Competitive Programming: Progress and Insights as a Beginner
Just this summer, my mother enrolled me in an introductory Python class. After a couple weeks of classes, I found out that the same teacher also taught a course about something called USACO.
The USA Computing Olympiad (USACO) is a programming competition for middle school to college kids. Each year, they host four contests, with four different divisions (Bronze, Silver, Gold, and Platinum, in increasing order of difficulty). Each contest lasts 4 hours and consists of 3–4 problems designed to challenge an individual’s algorithmic thinking and programming skills. A participant’s score is determined by a number of test cases his or her program can solve for each question. At the end of each contest, if the participant’s score is higher than a certain threshold, you are promoted to the next level, with the top competitors in Platinum given a chance to compete in the IOI (International Olympiad in Informatics).
This competition piqued my interest, and I decided to take the course. The class consisted of a weekly meeting, where the teacher introduced new concepts such as simulation and complete search and assigned problems that tested our knowledge of the new concepts. Many of the problems were incredibly challenging and I spent hours trying to (unsuccessfully) figure out. But after some tips and hints from my teacher, I was able to solve almost all of the problems.
These classes lasted about 2 months, at the end of which I felt pretty confident about my skills. I kept honing my skills through the USACO guide website. Soon, the December contest rolled around, and I immediately entered the competition. I clicked “Start Contest” and proceeded to the problems, where I promptly flunked the contest, managing to only solve 6 out of 31 test cases, giving me a total score of 127, placing me at rank 4335 out of 7673 pre-college competitors. I couldn’t even crack the first problem! To give you some context, the maximum attainable score was 1000 points, with anybody scoring above 750 being promoted to Silver. If this were a conventional test, I would have gotten 12%.
After some self-reflection and analysis of my performance, I concluded that the only reason I completely bombed because my question analysis and algorithmic thinking skills were just not good enough. I had knowledge of all the tools I needed to solve the problem, I just didn’t know how to use them. So, I vowed to keep training until the 2nd contest in January.

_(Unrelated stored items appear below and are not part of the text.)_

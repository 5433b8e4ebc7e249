//! Errors surfaced while measuring items or (re)building the loop.

use thiserror::Error;

/// Caller configuration and measurement errors.
///
/// Out-of-range navigation indices are never errors; they wrap.
#[derive(Debug, Clone, PartialEq, Error)]
pub enum LoopError {
    /// A loop over zero items has no defined geometry.
    #[error("cannot build a loop over an empty item set")]
    EmptyItems,

    /// An item reported a bounding box with no usable height. Defaulting the
    /// height to zero would corrupt every percentage computed from it, so
    /// this is surfaced instead.
    #[error("item {index} has no measurable height ({height})")]
    UnmeasurableItem { index: usize, height: f64 },

    /// The layout snapshot covers a different number of items than the loop.
    #[error("layout snapshot measures {measured} items, loop holds {expected}")]
    ItemCountMismatch { expected: usize, measured: usize },
}
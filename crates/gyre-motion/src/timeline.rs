//! Seekable, tick-driven timeline over numeric channels.
//!
//! A [`Timeline`] holds linear interpolation segments keyed by channel and a
//! single play cursor. The cursor is advanced from an external frame clock
//! via [`Timeline::tick`]; navigation-style motions scrub the cursor itself
//! through [`Timeline::tween_to`]. Only one cursor tween can be in flight at
//! a time; scheduling a new one overwrites the old.
//!
//! Every read and write of the cursor is folded into `[0, duration)` by
//! [`wrap_time`], so continuous forward or reverse play never accumulates an
//! out-of-range time.

use crate::easing::Easing;

/// Fold a time value into `[0, duration)` with Euclidean modulo.
///
/// Negative times wrap backward (`wrap_time(-0.25, 1.0) == 0.75`). A
/// non-positive duration collapses to 0: an empty timeline has a single
/// valid cursor position.
#[inline]
pub fn wrap_time(t: f64, duration: f64) -> f64 {
    if duration <= 0.0 {
        return 0.0;
    }
    let wrapped = t.rem_euclid(duration);
    // rem_euclid can return `duration` itself when t is a tiny negative value
    if wrapped >= duration {
        0.0
    } else {
        wrapped
    }
}

/// How many full cycles the timeline plays before pausing itself.
#[derive(Debug, Clone, Copy, PartialEq, Eq)]
pub enum Repeat {
    /// Loop forever.
    Infinite,
    /// Stop after this many full cycles.
    Finite(u32),
}

impl Default for Repeat {
    fn default() -> Self {
        Repeat::Infinite
    }
}

/// Duration and easing for a cursor tween.
#[derive(Debug, Clone, Copy, PartialEq)]
pub struct MotionSpec {
    /// Duration in seconds.
    pub duration: f64,
    /// Easing function to apply.
    pub easing: Easing,
}

impl MotionSpec {
    /// Create a tween spec with duration and easing.
    pub fn tween(duration: f64, easing: Easing) -> Self {
        Self { duration, easing }
    }

    /// A zero-duration spec: the cursor jumps instead of animating.
    pub fn instant() -> Self {
        Self::tween(0.0, Easing::Linear)
    }
}

impl Default for MotionSpec {
    fn default() -> Self {
        Self::tween(0.3, Easing::FastOutSlowIn)
    }
}

/// Linear interpolation of one channel over `[start, start + duration)`.
#[derive(Debug, Clone, Copy, PartialEq)]
pub struct Segment {
    /// Channel this segment animates.
    pub channel: usize,
    /// Value at `start`.
    pub from: f64,
    /// Value at `start + duration`.
    pub to: f64,
    /// Placement on the timeline, seconds.
    pub start: f64,
    /// Length of the segment, seconds.
    pub duration: f64,
}

impl Segment {
    #[inline]
    fn end(&self) -> f64 {
        self.start + self.duration
    }

    #[inline]
    fn contains(&self, t: f64) -> bool {
        t >= self.start && t < self.end()
    }

    /// Interpolated value at `t`, clamped to the segment's span.
    fn value_at(&self, t: f64) -> f64 {
        if self.duration <= 0.0 {
            return self.to;
        }
        let fraction = ((t - self.start) / self.duration).clamp(0.0, 1.0);
        self.from + (self.to - self.from) * fraction
    }
}

/// Identifies one scheduled cursor tween.
///
/// Handles are never reused; a handle for a completed or overwritten tween
/// is simply stale, and killing it is a no-op.
#[derive(Debug, Clone, Copy, PartialEq, Eq)]
pub struct TweenHandle(u64);

/// What happened during one [`Timeline::tick`].
#[derive(Debug, Clone, Copy, PartialEq)]
pub struct Tick {
    /// The cursor changed position this tick.
    pub moved: bool,
    /// The move came from an in-flight cursor tween rather than free play.
    pub tweened: bool,
    /// A cursor tween ran to completion this tick.
    pub completed: Option<TweenHandle>,
}

struct CursorTween {
    id: u64,
    from: f64,
    to: f64,
    elapsed: f64,
    spec: MotionSpec,
}

/// Seekable timeline with a shared play cursor.
pub struct Timeline {
    segments: Vec<Segment>,
    duration: f64,
    time: f64,
    paused: bool,
    reversed: bool,
    repeat: Repeat,
    cycles_done: u32,
    tween: Option<CursorTween>,
    next_tween_id: u64,
}

impl Timeline {
    /// Create an empty timeline: no segments, cursor at 0, playing forward.
    pub fn new() -> Self {
        Self {
            segments: Vec::new(),
            duration: 0.0,
            time: 0.0,
            paused: false,
            reversed: false,
            repeat: Repeat::Infinite,
            cycles_done: 0,
            tween: None,
            next_tween_id: 0,
        }
    }

    /// Schedule a segment. The timeline's duration grows to cover it.
    pub fn add(&mut self, segment: Segment) {
        self.duration = self.duration.max(segment.end());
        self.segments.push(segment);
    }

    /// Remove all segments and reset the duration. The cursor collapses to 0
    /// until new segments are added; callers that rebuild restore progress
    /// afterwards.
    pub fn clear(&mut self) {
        self.segments.clear();
        self.duration = 0.0;
        self.time = 0.0;
        self.cycles_done = 0;
    }

    /// Total length of one cycle, seconds.
    #[inline]
    pub fn duration(&self) -> f64 {
        self.duration
    }

    /// Current cursor position, always within `[0, duration)`.
    #[inline]
    pub fn time(&self) -> f64 {
        self.time
    }

    /// Jump the cursor to `t` (folded into range). Does not disturb an
    /// in-flight tween; use [`Timeline::kill_active`] first if that matters.
    pub fn seek(&mut self, t: f64) {
        self.time = wrap_time(t, self.duration);
    }

    /// Fractional position of the cursor within one cycle.
    pub fn progress(&self) -> f64 {
        if self.duration > 0.0 {
            self.time / self.duration
        } else {
            0.0
        }
    }

    /// Seek by fraction of a cycle.
    pub fn set_progress(&mut self, progress: f64) {
        self.seek(progress * self.duration);
    }

    /// Pause or resume free playback. An in-flight cursor tween keeps
    /// scrubbing regardless; it owns the cursor until it completes.
    pub fn set_paused(&mut self, paused: bool) {
        self.paused = paused;
    }

    pub fn is_paused(&self) -> bool {
        self.paused
    }

    /// Set the free-play direction.
    pub fn set_reversed(&mut self, reversed: bool) {
        self.reversed = reversed;
    }

    pub fn is_reversed(&self) -> bool {
        self.reversed
    }

    /// Configure how many cycles free play runs before pausing itself.
    pub fn set_repeat(&mut self, repeat: Repeat) {
        self.repeat = repeat;
        self.cycles_done = 0;
    }

    /// The channel's interpolated value at the current cursor position.
    pub fn value(&self, channel: usize) -> Option<f64> {
        self.value_at(channel, self.time)
    }

    /// The channel's interpolated value at time `t` (folded into range).
    ///
    /// A channel not covered at the folded time reports the value at the
    /// nearest segment boundary, so a fully tiled channel never reads as
    /// undefined even at the seam.
    pub fn value_at(&self, channel: usize, t: f64) -> Option<f64> {
        let t = wrap_time(t, self.duration);
        let mut nearest: Option<(f64, f64)> = None; // (distance, value)
        for segment in self.segments.iter().filter(|s| s.channel == channel) {
            if segment.contains(t) {
                return Some(segment.value_at(t));
            }
            let clamped = t.clamp(segment.start, segment.end());
            let distance = (t - clamped).abs();
            if nearest.map_or(true, |(best, _)| distance < best) {
                nearest = Some((distance, segment.value_at(clamped)));
            }
        }
        nearest.map(|(_, value)| value)
    }

    /// Scrub the cursor to `target_time` over `spec.duration` seconds.
    ///
    /// `target_time` may lie outside `[0, duration]`; intermediate and final
    /// writes fold through [`wrap_time`], so motion across the seam stays
    /// continuous. Any previously scheduled cursor tween is overwritten. A
    /// zero-duration spec seeks immediately and returns an already-stale
    /// handle.
    pub fn tween_to(&mut self, target_time: f64, spec: MotionSpec) -> TweenHandle {
        self.next_tween_id += 1;
        let id = self.next_tween_id;
        if self.tween.is_some() {
            log::debug!("overwriting in-flight cursor tween with motion {id}");
        }
        if spec.duration <= 0.0 {
            self.tween = None;
            self.seek(target_time);
            return TweenHandle(id);
        }
        self.tween = Some(CursorTween {
            id,
            from: self.time,
            to: target_time,
            elapsed: 0.0,
            spec,
        });
        TweenHandle(id)
    }

    /// Whether the given handle's tween is still in flight.
    pub fn is_active(&self, handle: TweenHandle) -> bool {
        self.tween.as_ref().map(|t| t.id) == Some(handle.0)
    }

    /// Whether any cursor tween is in flight.
    pub fn has_active_tween(&self) -> bool {
        self.tween.is_some()
    }

    /// Kill the given tween if it is still the active one. Stale handles and
    /// an idle cursor are no-ops. The cursor stays wherever it last wrote.
    pub fn kill(&mut self, handle: TweenHandle) {
        if self.is_active(handle) {
            self.tween = None;
        }
    }

    /// Kill whatever cursor tween is in flight, if any.
    pub fn kill_active(&mut self) {
        self.tween = None;
    }

    /// Advance the timeline by `dt` seconds of frame time.
    ///
    /// An in-flight cursor tween drives the cursor (even while paused);
    /// otherwise free play moves it by `dt` in the configured direction,
    /// honoring the repeat budget.
    pub fn tick(&mut self, dt: f64) -> Tick {
        let before = self.time;
        let mut completed = None;
        let mut tweened = false;

        if let Some(tween) = self.tween.as_mut() {
            tweened = true;
            tween.elapsed += dt.max(0.0);
            let fraction = (tween.elapsed / tween.spec.duration).min(1.0);
            let eased = tween.spec.easing.transform(fraction);
            let raw = tween.from + (tween.to - tween.from) * eased;
            self.time = wrap_time(raw, self.duration);
            if fraction >= 1.0 {
                completed = Some(TweenHandle(tween.id));
                self.tween = None;
            }
        } else if !self.paused && dt != 0.0 && self.duration > 0.0 {
            let delta = if self.reversed { -dt } else { dt };
            let raw = self.time + delta;
            if raw >= self.duration || raw < 0.0 {
                self.cycles_done = self.cycles_done.saturating_add(1);
                if let Repeat::Finite(limit) = self.repeat {
                    if self.cycles_done >= limit {
                        // Budget exhausted: park at the seam and stop.
                        self.time = 0.0;
                        self.paused = true;
                        return Tick {
                            moved: true,
                            tweened: false,
                            completed: None,
                        };
                    }
                }
            }
            self.time = wrap_time(raw, self.duration);
        }

        Tick {
            moved: self.time != before,
            tweened,
            completed,
        }
    }
}

impl Default for Timeline {
    fn default() -> Self {
        Self::new()
    }
}

#[cfg(test)]
#[path = "tests/timeline_tests.rs"]
mod tests;
use super::*;
use crate::config::{Center, LoopConfig};
use crate::error::LoopError;
use crate::layout::LayoutSnapshot;
use gyre_motion::Easing;

use std::cell::RefCell;
use std::rc::Rc;

const FRAME: f64 = 1.0 / 60.0;

/// Uniform loop: `count` items, 50px tall, no gaps, default speed. One item
/// of travel per half second, cycle duration `count * 0.5`.
fn stacked_loop(count: usize, paused: bool) -> VerticalLoop<usize> {
    let snapshot = LayoutSnapshot::stacked(count, 50.0, 0.0, 300.0);
    VerticalLoop::new(
        (0..count).collect(),
        &snapshot,
        LoopConfig::new().paused(paused),
    )
    .expect("valid loop")
}

#[test]
fn construction_fails_on_empty_items() {
    let snapshot = LayoutSnapshot::stacked(0, 50.0, 0.0, 300.0);
    let result = VerticalLoop::<usize>::new(Vec::new(), &snapshot, LoopConfig::new());
    assert_eq!(result.err(), Some(LoopError::EmptyItems));
}

#[test]
fn snapshot_item_count_must_match() {
    let snapshot = LayoutSnapshot::stacked(3, 50.0, 0.0, 300.0);
    let result = VerticalLoop::new(vec!["a", "b"], &snapshot, LoopConfig::new());
    assert_eq!(
        result.err(),
        Some(LoopError::ItemCountMismatch {
            expected: 2,
            measured: 3
        })
    );
}

#[test]
fn to_index_commits_for_all_lengths() {
    for len in [1usize, 2, 3, 5, 6, 9] {
        let mut looper = stacked_loop(len, true);
        for i in 0..len {
            looper.to_index(i as isize, MotionSpec::instant());
            assert_eq!(looper.closest_index(true), i, "len={len} i={i}");
        }
    }
}

#[test]
fn out_of_range_indices_wrap() {
    let mut looper = stacked_loop(4, true);
    looper.to_index(9, MotionSpec::instant());
    assert_eq!(looper.current(), 1);
    looper.to_index(-5, MotionSpec::instant());
    assert_eq!(looper.current(), 3);
}

#[test]
fn shortest_direction_travels_the_near_side() {
    // From 0 in a loop of 6, index 4 is reached backward via -2: one second
    // of travel (two items at 100px/s), not two.
    let mut looper = stacked_loop(6, true);
    let duration = looper.timeline().duration();
    let handle = looper.to_index(4, MotionSpec::tween(1.0, Easing::Linear));
    assert_eq!(looper.current(), 4, "destination commits immediately");

    looper.tick(0.25);
    assert!(
        looper.timeline().time() > duration / 2.0,
        "cursor should fold backward through the seam, got {}",
        looper.timeline().time()
    );

    while looper.is_motion_active(handle) {
        looper.tick(FRAME);
    }
    assert!((looper.timeline().time() - looper.times()[4]).abs() < 1e-9);
    assert_eq!(looper.closest_index(true), 4);
}

#[test]
fn next_then_previous_round_trips() {
    let mut looper = stacked_loop(4, true);
    let handle = looper.next(MotionSpec::tween(0.3, Easing::EaseInOut));
    while looper.is_motion_active(handle) {
        looper.tick(FRAME);
    }
    assert_eq!(looper.current(), 1);

    let handle = looper.previous(MotionSpec::tween(0.3, Easing::EaseInOut));
    while looper.is_motion_active(handle) {
        looper.tick(FRAME);
    }
    assert_eq!(looper.current(), 0);
    assert!((looper.timeline().time() - looper.times()[0]).abs() < 1e-9);
}

#[test]
fn previous_from_zero_wraps_backward() {
    let mut looper = stacked_loop(4, true);
    let handle = looper.previous(MotionSpec::tween(0.4, Easing::Linear));
    assert_eq!(looper.current(), 3);
    while looper.is_motion_active(handle) {
        looper.tick(FRAME);
    }
    assert!((looper.timeline().time() - looper.times()[3]).abs() < 1e-9);
    assert_eq!(looper.closest_index(true), 3);
}

#[test]
fn zero_duration_navigation_is_instant() {
    let mut looper = stacked_loop(5, true);
    let handle = looper.to_index(3, MotionSpec::instant());
    assert!(!looper.is_motion_active(handle));
    assert!((looper.timeline().time() - looper.times()[3]).abs() < 1e-9);
    assert_eq!(looper.current(), 3);
}

#[test]
fn killing_a_finished_motion_is_a_noop() {
    let mut looper = stacked_loop(3, true);
    let handle = looper.next(MotionSpec::tween(0.2, Easing::Linear));
    while looper.is_motion_active(handle) {
        looper.tick(FRAME);
    }
    looper.kill(handle);
    assert_eq!(looper.current(), 1);
}

#[test]
fn observer_fires_once_per_transition() {
    let mut looper = stacked_loop(4, false);
    let events: Rc<RefCell<Vec<usize>>> = Rc::default();
    let sink = Rc::clone(&events);
    looper.set_observer(move |item: &usize, index: usize| {
        assert_eq!(*item, index);
        sink.borrow_mut().push(index);
    });

    // Duration 2.0s, home times every 0.5s: one full cycle in 0.1s steps.
    for _ in 0..20 {
        looper.tick(0.1);
    }

    let events = events.borrow();
    assert_eq!(events.as_slice(), &[0, 1, 2, 3, 0]);
    for pair in events.windows(2) {
        assert_ne!(pair[0], pair[1], "observer fired twice for one index");
    }
}

#[test]
fn free_playback_marks_index_dirty() {
    let mut looper = stacked_loop(4, false);
    looper.tick(0.6); // nearest home time is now 0.5
    assert_eq!(looper.current(), 1);
    assert_eq!(looper.current(), 1, "recompute commits and stays stable");
}

#[test]
fn closest_index_is_periodic_over_whole_cycles() {
    let mut looper = stacked_loop(4, false);
    looper.tick(0.6);
    let before = looper.closest_index(false);
    for _ in 0..8 {
        looper.tick(0.25); // exactly one duration
    }
    assert_eq!(looper.closest_index(false), before);
    assert!((looper.timeline().time() - 0.6).abs() < 1e-9);
}

#[test]
fn resize_preserves_fractional_progress() {
    let mut looper = stacked_loop(4, false);
    looper.tick(0.737);
    let progress = looper.timeline().progress();

    let taller = LayoutSnapshot::stacked(4, 80.0, 0.0, 300.0);
    looper.refresh(&taller, true).expect("refresh succeeds");

    assert!((looper.timeline().duration() - 3.2).abs() < 1e-9);
    assert!(
        (looper.timeline().progress() - progress).abs() < 1e-9,
        "fractional progress must survive a deep refresh"
    );
}

#[test]
fn paused_deep_refresh_parks_on_committed_index() {
    let mut looper = stacked_loop(4, true);
    looper.to_index(2, MotionSpec::instant());

    let reflowed = LayoutSnapshot::stacked(4, 80.0, 10.0, 300.0);
    looper.refresh(&reflowed, true).expect("refresh succeeds");

    assert!((looper.timeline().time() - looper.times()[2]).abs() < 1e-9);
    assert_eq!(looper.closest_index(false), 2);
}

#[test]
fn refresh_during_active_seek_keeps_index_synchronized() {
    let mut looper = stacked_loop(6, false);
    let handle = looper.to_index(2, MotionSpec::tween(1.0, Easing::Linear));
    looper.tick(0.3);
    assert!(looper.is_motion_active(handle));

    let resized = LayoutSnapshot::stacked(6, 64.0, 0.0, 300.0);
    looper.refresh(&resized, true).expect("refresh succeeds");

    assert!(!looper.is_motion_active(handle), "stale motion must die");
    assert_eq!(looper.current(), 2);
    assert_eq!(looper.closest_index(false), 2);
    assert!((looper.timeline().time() - looper.times()[2]).abs() < 1e-9);
}

#[test]
fn light_refresh_recomputes_offsets_only() {
    let snapshot = LayoutSnapshot::stacked(4, 50.0, 0.0, 100.0);
    let mut looper = VerticalLoop::new(
        vec![0, 1, 2, 3],
        &snapshot,
        LoopConfig::new().paused(true).center(Center::Container),
    )
    .expect("valid loop");
    let duration = looper.timeline().duration();

    let shrunk = LayoutSnapshot::stacked(4, 50.0, 0.0, 60.0);
    looper.refresh(&shrunk, false).expect("refresh succeeds");

    assert_eq!(looper.timeline().duration(), duration, "segments untouched");
    assert!((looper.time_offset() - duration * (30.0 / 200.0)).abs() < 1e-9);
}

#[test]
fn centered_loop_keeps_navigation_consistent() {
    let snapshot = LayoutSnapshot::stacked(4, 50.0, 0.0, 100.0);
    let mut looper = VerticalLoop::new(
        vec![0, 1, 2, 3],
        &snapshot,
        LoopConfig::new().paused(true).center(Center::Container),
    )
    .expect("valid loop");

    // duration 2.0, extent 200: labels shift back by 0.5 and forward by an
    // item's half traversal (0.125).
    assert!((looper.time_offset() - 0.5).abs() < 1e-9);
    assert!((looper.times()[1] - 0.25).abs() < 1e-9);

    looper.to_index(2, MotionSpec::instant());
    assert_eq!(looper.closest_index(true), 2);
    assert!((looper.timeline().time() - 0.75).abs() < 1e-9);
}

#[test]
fn explicit_center_extent_matches_container_centering() {
    let within = VerticalLoop::new(
        vec![0, 1, 2, 3],
        &LayoutSnapshot::stacked(4, 50.0, 0.0, 300.0),
        LoopConfig::new().paused(true).center(Center::Within(100.0)),
    )
    .expect("valid loop");
    let container = VerticalLoop::new(
        vec![0, 1, 2, 3],
        &LayoutSnapshot::stacked(4, 50.0, 0.0, 100.0),
        LoopConfig::new().paused(true).center(Center::Container),
    )
    .expect("valid loop");
    assert_eq!(within.times(), container.times());
}

#[test]
fn reversed_playback_folds_below_zero() {
    let snapshot = LayoutSnapshot::stacked(4, 50.0, 0.0, 300.0);
    let mut looper = VerticalLoop::new(
        vec![0, 1, 2, 3],
        &snapshot,
        LoopConfig::new().reversed(true),
    )
    .expect("valid loop");

    looper.tick(0.3);
    assert!((looper.timeline().time() - 1.7).abs() < 1e-9);
    assert_eq!(looper.current(), 3);
}

#[test]
fn speed_scales_duration() {
    let snapshot = LayoutSnapshot::stacked(4, 50.0, 0.0, 300.0);
    let looper = VerticalLoop::new(
        vec![0, 1, 2, 3],
        &snapshot,
        LoopConfig::new().speed(2.0),
    )
    .expect("valid loop");
    assert!((looper.timeline().duration() - 1.0).abs() < 1e-9);
}

#[test]
fn trailing_padding_extends_the_cycle() {
    let snapshot = LayoutSnapshot::stacked(4, 50.0, 0.0, 300.0);
    let looper = VerticalLoop::new(
        vec![0, 1, 2, 3],
        &snapshot,
        LoopConfig::new().padding_bottom(50.0),
    )
    .expect("valid loop");
    assert!((looper.timeline().duration() - 2.5).abs() < 1e-9);
}

#[test]
fn y_percent_reports_item_positions() {
    let mut looper = stacked_loop(2, true);
    assert_eq!(looper.y_percent(0), Some(0.0));
    assert_eq!(looper.y_percent(1), Some(0.0));

    looper.to_index(1, MotionSpec::instant());
    // Item 1 has risen one item height into the home slot; item 0 sits at
    // the wrap boundary (one loop extent below its exit position).
    assert_eq!(looper.y_percent(1), Some(-100.0));
    assert_eq!(looper.y_percent(0), Some(100.0));
}

#[test]
fn dispose_silences_the_observer() {
    let mut looper = stacked_loop(4, false);
    let events: Rc<RefCell<Vec<usize>>> = Rc::default();
    let sink = Rc::clone(&events);
    looper.set_observer(move |_: &usize, index: usize| sink.borrow_mut().push(index));
    assert_eq!(events.borrow().len(), 1, "observer fires once on attach");

    looper.dispose();
    for _ in 0..10 {
        looper.tick(0.1);
    }
    assert_eq!(events.borrow().len(), 1);
}
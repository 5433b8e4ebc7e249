//! Wall-clock frame delta helper.

use web_time::Instant;

/// Turns wall time into per-frame deltas for hosts without their own frame
/// pump. Call [`FrameClock::tick`] once per frame and feed the result to
/// [`crate::Timeline::tick`].
pub struct FrameClock {
    last: Instant,
}

impl FrameClock {
    pub fn new() -> Self {
        Self {
            last: Instant::now(),
        }
    }

    /// Seconds elapsed since the previous call (or construction).
    pub fn tick(&mut self) -> f64 {
        let now = Instant::now();
        let dt = now.duration_since(self.last).as_secs_f64();
        self.last = now;
        dt
    }
}

impl Default for FrameClock {
    fn default() -> Self {
        Self::new()
    }
}
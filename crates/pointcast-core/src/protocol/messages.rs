//! JSON wire messages for the remote and screen channels.
//!
//! Every frame is a JSON object with a `"type"` field naming the event; the
//! remaining fields sit in the same object.  Serde's `#[serde(tag = "type")]`
//! attribute handles the discriminant automatically:
//!
//! ```json
//! {"type":"position","data":{"alpha":12.5,"beta":-3.0}}
//! {"type":"push","id":"7c9e6679-7425-40de-944b-e07fc1f90ae7"}
//! {"type":"positions","pointers":{"7c9e6679-…":{"alpha":12.5}}}
//! {"type":"initialize","remoteIds":["7c9e6679-…"],"address":"192.168.1.20:8090"}
//! ```
//!
//! # Why two direction-specific enums?
//!
//! Remotes only ever send `position`; screens only ever receive `push`,
//! `pop`, `positions`, and `initialize`.  Separate enums make it a
//! compile-time error to broadcast a remote-side message to screens or to
//! parse a screen-side event out of a remote frame.

use std::collections::HashMap;

use serde::{Deserialize, Serialize};

use crate::domain::ids::RemoteId;
use crate::domain::registry::Position;

// ── Remote → hub messages ─────────────────────────────────────────────────────

/// Everything a remote (phone) can send to the relay.
///
/// The `data` payload is opaque: the relay never inspects it, it is stored
/// in the registry and forwarded to screens verbatim.  Malformed frames are
/// rejected at the JSON layer by the transport and skipped; a frame that
/// parses into this enum is always accepted.
#[derive(Debug, Clone, PartialEq, Serialize, Deserialize)]
#[serde(tag = "type", rename_all = "lowercase")]
pub enum RemoteMsg {
    /// The remote's current position/orientation reading.
    ///
    /// High-frequency: phones typically send this at sensor rate (60 Hz or
    /// more).  Only the latest value per remote survives until the next
    /// batch broadcast.
    Position {
        /// Opaque coordinates/orientation object, forwarded as-is.
        data: Position,
    },
}

// ── Hub → screen messages ─────────────────────────────────────────────────────

/// Everything a screen (display) can receive from the relay.
#[derive(Debug, Clone, PartialEq, Serialize, Deserialize)]
#[serde(tag = "type", rename_all = "lowercase")]
pub enum ScreenMsg {
    /// A new remote joined.  Broadcast immediately (not batched): join
    /// notifications are low-frequency and benefit from low latency.
    Push {
        /// Id of the remote that connected.
        id: RemoteId,
    },

    /// A remote left.  Broadcast immediately, after its registry entry is
    /// gone, so no later `positions` frame can still contain the id.
    Pop {
        /// Id of the remote that disconnected.
        id: RemoteId,
    },

    /// One coalesced batch: the latest position of every remote that has
    /// reported one.  Broadcast at the batch cadence (15 ms by default)
    /// while at least one remote is connected and at least one position is
    /// known.
    Positions {
        /// RemoteId → latest opaque position payload.
        pointers: HashMap<RemoteId, Position>,
    },

    /// Sent to a single screen right after it connects (never broadcast).
    Initialize {
        /// Every currently connected remote, including ones that have not
        /// reported a position yet.
        #[serde(rename = "remoteIds")]
        remote_ids: Vec<RemoteId>,

        /// `"<reachable-ip>:<port>"` of the relay, for out-of-band use by
        /// the screen (e.g. rendering a "connect your phone" URL).
        address: String,
    },
}

// ── Tests ─────────────────────────────────────────────────────────────────────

The January contest happened, and I once again entered the competition feeling pretty confident that THIS time, I would get promoted to Silver. I clicked start and started coding. After solving the first problem and missing just 1 test case, I felt pretty confident as I approached the 2nd and 3rd questions. To make a long story short, I failed yet again.
Although I was able to solve 12 test cases, twice the number of cases I solved in the December contest, that was still a far cry from my goal of Silver. I placed 3117 out of 5382 pre-college participants this time, with a score of 356 out of 1000, or about 36%.
What was I not seeing? After looking at the problems’ analysis I realized the 2nd and 3rd problems required simulation and complete search! The VERY SAME concepts that my teacher had taught me! I (mentally) punched myself in the face and tried to understand where I had gone wrong. After some more deep thinking, I came up with a solid self-analysis. It was not my skill set or my problem comprehension, it was my plan of approach. After I had decided on one possible way to solve a problem, I would keep following that path to a dead end.
A great example of this is the 2nd problem in the January contest, which was about creating a set of 3 non-transitive, tetrahedral dice. During the contest, I convinced myself that this was in fact, not a programming question, but a math analysis/probability one, and I spent the next hour reading essays about Tiggeman’s Dice and submitting several unsuccessful solutions, when in reality, all I had to do was test all possible values of the dice’s faces!
To find a solution to my inaccurate problem-solving technique, I vowed to do 2 new problems to help improve my skills every day from that day on until the February contest, which is in exactly 18 days.
To sum it all up, I simply did not have enough practice.
So, what can you learn from this? Well, for starters, if you want to get good at something, you need practice. You probably know this already, but this is yet another story about a kid who didn’t listen and saw the consequences. But more specifically, studying theory is not good enough. You need to get hands on and actually do it yourself. Immerse yourselves in your goal and keep on struggling and fighting until you reach it.
Also, competitive programming is difficult.